What you should know about N-of-1 trials

Bigger isn’t always better—at least when it comes to the utility of clinical research results. Medical researchers and clinicians tend to believe that the larger the sample size—and the more powerful the study—the more dependable the results.

Keep in mind, however, that many great breakthroughs have occurred as a result of self-experimentation, with a sample size (N) of 1. In fact, smaller sample sizes help to adjust for confounders and can generate more accurate data.^[]

Definition and design

In clinical medicine, N-of-1 trials involve a single patient who participates in multiple crossover trials. In the trials, the patient is periodically switched from an active treatment to a placebo or between active treatments (ie, withdrawal-reversal designs).

According to the authors of a user guide on the subject, these trials emerged in 1953 but it took 3 decades before they caught on.^[] Over the years, many N-of-1 trial efforts languished due to lack of funding, but various N-of-1 trials have been published in the literature.

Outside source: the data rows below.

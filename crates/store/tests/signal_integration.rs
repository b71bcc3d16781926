use chrono::{Duration, Utc};
use rust_decimal_macros::dec;
use std::sync::{Arc, LazyLock};
use vega_core::common::{ConfirmationSource, OptionType, TradeAction};
use vega_core::signal::entity::{NewSignal, SignalId, SignalStatus, TradeSignal};
use vega_core::signal::error::SignalError;
use vega_core::signal::port::SignalStore;
use vega_store::config::set_root_dir;
use vega_store::signal::SqliteSignalStore;

// 同一测试二进制内的所有用例共享一个根目录 (set_root_dir 只生效一次)，
// TempDir 必须存活到进程结束
static TEST_ROOT: LazyLock<tempfile::TempDir> =
    LazyLock::new(|| tempfile::tempdir().expect("Failed to create temp dir"));

fn init_root() {
    set_root_dir(TEST_ROOT.path().to_path_buf());
}

fn sample_signal(user_id: &str, ttl_secs: i64) -> TradeSignal {
    let now = Utc::now();
    let input = NewSignal {
        user_id: user_id.to_string(),
        symbol: "AAPL".to_string(),
        strategy_type: "momentum_breakout".to_string(),
        action: TradeAction::Buy,
        option_symbol: "AAPL260320C00200000".to_string(),
        strike_price: dec!(200.00),
        expiration_date: "2026-03-20".parse().unwrap(),
        option_type: OptionType::Call,
        quantity: 2,
        limit_price: Some(dec!(4.35)),
        confidence_score: Some(82.5),
        reasoning: Some("Breakout above resistance with rising volume".to_string()),
        market_conditions: Some(serde_json::json!({
            "stock_price": 198.42,
            "historical_volatility": 31.7,
            "news_sentiment": 0.6
        })),
        expires_at: now + Duration::seconds(ttl_secs),
    };
    TradeSignal {
        id: SignalId::generate(),
        user_id: input.user_id,
        symbol: input.symbol,
        strategy_type: input.strategy_type,
        action: input.action,
        option_symbol: input.option_symbol,
        strike_price: input.strike_price,
        expiration_date: input.expiration_date,
        option_type: input.option_type,
        quantity: input.quantity,
        limit_price: input.limit_price,
        confidence_score: input.confidence_score,
        reasoning: input.reasoning,
        market_conditions: input.market_conditions,
        status: SignalStatus::Pending,
        confirmation_source: None,
        confirmed_at: None,
        confirmed_by: None,
        expires_at: input.expires_at,
        created_at: now,
    }
}

#[tokio::test]
async fn test_signal_round_trip_and_terminal_guard() {
    init_root();
    let store = SqliteSignalStore::new().await.expect("Failed to create store");

    // 1. 插入并完整读回
    let signal = sample_signal("u_round", 300);
    store.insert(&signal).await.unwrap();

    let loaded = store.get(&signal.id).await.unwrap().expect("Signal should exist");
    assert_eq!(loaded.status, SignalStatus::Pending);
    assert_eq!(loaded.strike_price, dec!(200.00));
    assert_eq!(loaded.option_type, OptionType::Call);
    assert_eq!(loaded.limit_price, Some(dec!(4.35)));
    assert!(loaded.market_conditions.is_some());

    let pending = store.pending_for_user("u_round").await.unwrap();
    assert_eq!(pending.len(), 1);

    // 2. 确认成功，审计字段落盘
    let confirmed = store
        .confirm(&signal.id, "u_round", ConfirmationSource::Web)
        .await
        .unwrap();
    assert_eq!(confirmed.status, SignalStatus::Confirmed);
    assert_eq!(confirmed.confirmation_source, Some(ConfirmationSource::Web));
    assert_eq!(confirmed.confirmed_by.as_deref(), Some("u_round"));
    assert!(confirmed.confirmed_at.is_some());

    // 3. 紧随其后的拒绝是竞争失败方
    let err = store
        .reject(&signal.id, "u_round", ConfirmationSource::Chat)
        .await
        .unwrap_err();
    assert!(matches!(err, SignalError::AlreadyProcessed(_)));

    // 4. 过期也不能覆盖已有决定
    let err = store.expire(&signal.id).await.unwrap_err();
    assert!(matches!(err, SignalError::AlreadyProcessed(_)));
    let final_state = store.get(&signal.id).await.unwrap().unwrap();
    assert_eq!(final_state.status, SignalStatus::Confirmed);

    // 5. 终态记录仍在历史中可查
    let history = store.history("u_round", 10, 0).await.unwrap();
    assert_eq!(history.len(), 1);
    let pending = store.pending_for_user("u_round").await.unwrap();
    assert!(pending.is_empty());

    // 6. 不存在的 id 报 NotFound
    let err = store
        .confirm(&SignalId::generate(), "u_round", ConfirmationSource::Web)
        .await
        .unwrap_err();
    assert!(matches!(err, SignalError::NotFound(_)));
}

#[tokio::test]
async fn test_concurrent_transitions_exactly_one_winner() {
    init_root();
    let store = Arc::new(SqliteSignalStore::new().await.expect("Failed to create store"));

    let signal = sample_signal("u_race", 300);
    store.insert(&signal).await.unwrap();

    // 8 个并发终态迁移：一半确认、一半拒绝
    let mut handles = Vec::new();
    for i in 0..8 {
        let store = store.clone();
        let id = signal.id.clone();
        handles.push(tokio::spawn(async move {
            if i % 2 == 0 {
                store.confirm(&id, "u_race", ConfirmationSource::Web).await
            } else {
                store.reject(&id, "u_race", ConfirmationSource::Chat).await
            }
        }));
    }

    let mut winners = Vec::new();
    let mut losers = 0;
    for handle in handles {
        match handle.await.unwrap() {
            Ok(signal) => winners.push(signal),
            Err(SignalError::AlreadyProcessed(_)) => losers += 1,
            Err(e) => panic!("Unexpected error: {e}"),
        }
    }

    // 恰有一个赢家，其余全部收到 AlreadyProcessed
    assert_eq!(winners.len(), 1);
    assert_eq!(losers, 7);

    // 最终落库状态与赢家一致，且永不回到 pending
    let stored = store.get(&signal.id).await.unwrap().unwrap();
    assert!(stored.status.is_terminal());
    assert_eq!(stored.status, winners[0].status);
}

#[tokio::test]
async fn test_expire_due_sweeps_only_due_pending() {
    init_root();
    let store = SqliteSignalStore::new().await.expect("Failed to create store");

    // 已到期 / 未到期 / 已到期但已被确认，三种情况各一条
    let due = sample_signal("u_sweep", -5);
    let fresh = sample_signal("u_sweep", 600);
    let decided = sample_signal("u_sweep", -5);
    store.insert(&due).await.unwrap();
    store.insert(&fresh).await.unwrap();
    store.insert(&decided).await.unwrap();
    store
        .confirm(&decided.id, "u_sweep", ConfirmationSource::Web)
        .await
        .unwrap();

    let expired = store.expire_due(Utc::now()).await.unwrap();
    assert_eq!(expired.len(), 1);
    assert_eq!(expired[0].id, due.id);
    assert_eq!(expired[0].status, SignalStatus::Expired);

    // 未到期的保持 pending，已确认的保持 confirmed
    assert_eq!(
        store.get(&fresh.id).await.unwrap().unwrap().status,
        SignalStatus::Pending
    );
    assert_eq!(
        store.get(&decided.id).await.unwrap().unwrap().status,
        SignalStatus::Confirmed
    );

    // 再次清扫无新结果
    let expired = store.expire_due(Utc::now()).await.unwrap();
    assert!(expired.is_empty());
}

For those interested in designing an N-of-1 trial, the authors provide further detail. In short, the characteristic elements include blinding, systematic outcomes measurement, and balanced-sequence assignment.

Benefits

More recently, stakeholder interest in N-of-1 trials has taken off. This blossoming appeal coincides with a shift toward patient-centered care and personalized medicine. Unlike the “gold standard” randomized, controlled trial, N-of-1 trials offer data on the amelioration of health problems and improvements in well-being that occur at the individual patient level.

“There is growing recognition of the wide applicability of N-of-1 trials and single-case designs to a number of diverse health disciplines and the value they can bring to clinical research and practice through the focus on understanding individuals,” wrote the authors of an article published in Healthcare.^[]

N-of-1 trials allow for the testing of new treatments to assess impact on the individual level, as well as to compare different dosages/combinations to optimize the regimen. They may also help to indicate when to discontinue treatments that are ineffective. These trials help in settings where there is a paucity of comprehensive empirical evidence.

Clinicians in various settings can leverage the data from N-of-1 trials. For example, the results of an N-of-1 trial can inform discussions of treatment options with patients and enable the process of shared decision-making.

In pragmatic terms, N-of-1 trials can aid in selecting the most cost-effective treatment. Since the trials provide objective evidence of an individual patient’s response, the cheaper option could be chosen. This could be helpful in deciding between two equally effective treatments, a generic vs a brand-name formulation, or different classes of drugs.

It is often not possible to conduct a randomized, controlled trial for a rare disease because of the small patient numbers involved and the wide clinical and genetic heterogeneity in the condition.

Limitations

Indications for N-of-1 trials are limited to contexts where there is substantial uncertainty regarding the comparative efficacy of treatments.

This uncertainty can result from a paucity of evidence—or conflicting results— from randomized, controlled trials, when the evidence is of limited relevance to the particular patient needing treatment.

For obvious reasons, these trials are not appropriate for acute conditions or those that can rapidly progress to catastrophic outcomes. Nor are they applicable to asymptomatic conditions, unless there is an objective marker to assess (eg, blood pressure, ESR). N-of-1 trials are most useful with chronic and stable disease, as well as with conditions whose pathology progresses slowly.

The treatments used in N-of-1 trials should have rapid onset and washout. If the treatments take too long (eg, methotrexate for rheumatoid arthritis), the patient and clinician could lose patience to continue. Moreover, if the carryover of the effects of the agent linger, the washout period would also take a long time, thus lengthening the trial. Interventions with complex dosing patterns and titration are poor candidates for N-of-1 trials.

Authors of a proposed framework for N-of-1 trials made an important distinction about the data derived from these studies.^[]

“Thus, using an N-of-1 trial design to get reliable data on treatment efficacy in one or multiple single patients (with an individual N-of-1 trial or a series of N-of-1 trials design without aggregation) can, under certain circumstances, be considered as an evidence-based improvement of care and not a medical scientific experiment,” they wrote. “Obtaining any form of statistical generalizable evidence on drug effectiveness on the patient group level using a series of aggregated N-of-1 trials design is, however, categorized as a medical scientific experiment in our framework.”

In other words, a single N-of-1 study could be viewed as an evidence-based improvement, whereas a series of N-of-1 trials—replete with statistical analysis—could culminate into a bonafide scientific experiment.

N-of-1 trials in clinical practice

The authors of the user guide make a good case for incorporating N-of-1 trials in clinical practice. They write that “...making practice more like research will create opportunities for developing the clinical evidence base by enhancing systematic data collection on the comparative effectiveness of treatments by real health care professionals treating real patients.”

They noted that with further integration of N-of-1 trials into practice, physicians could become increasingly engaged in clinical research and evidence generation.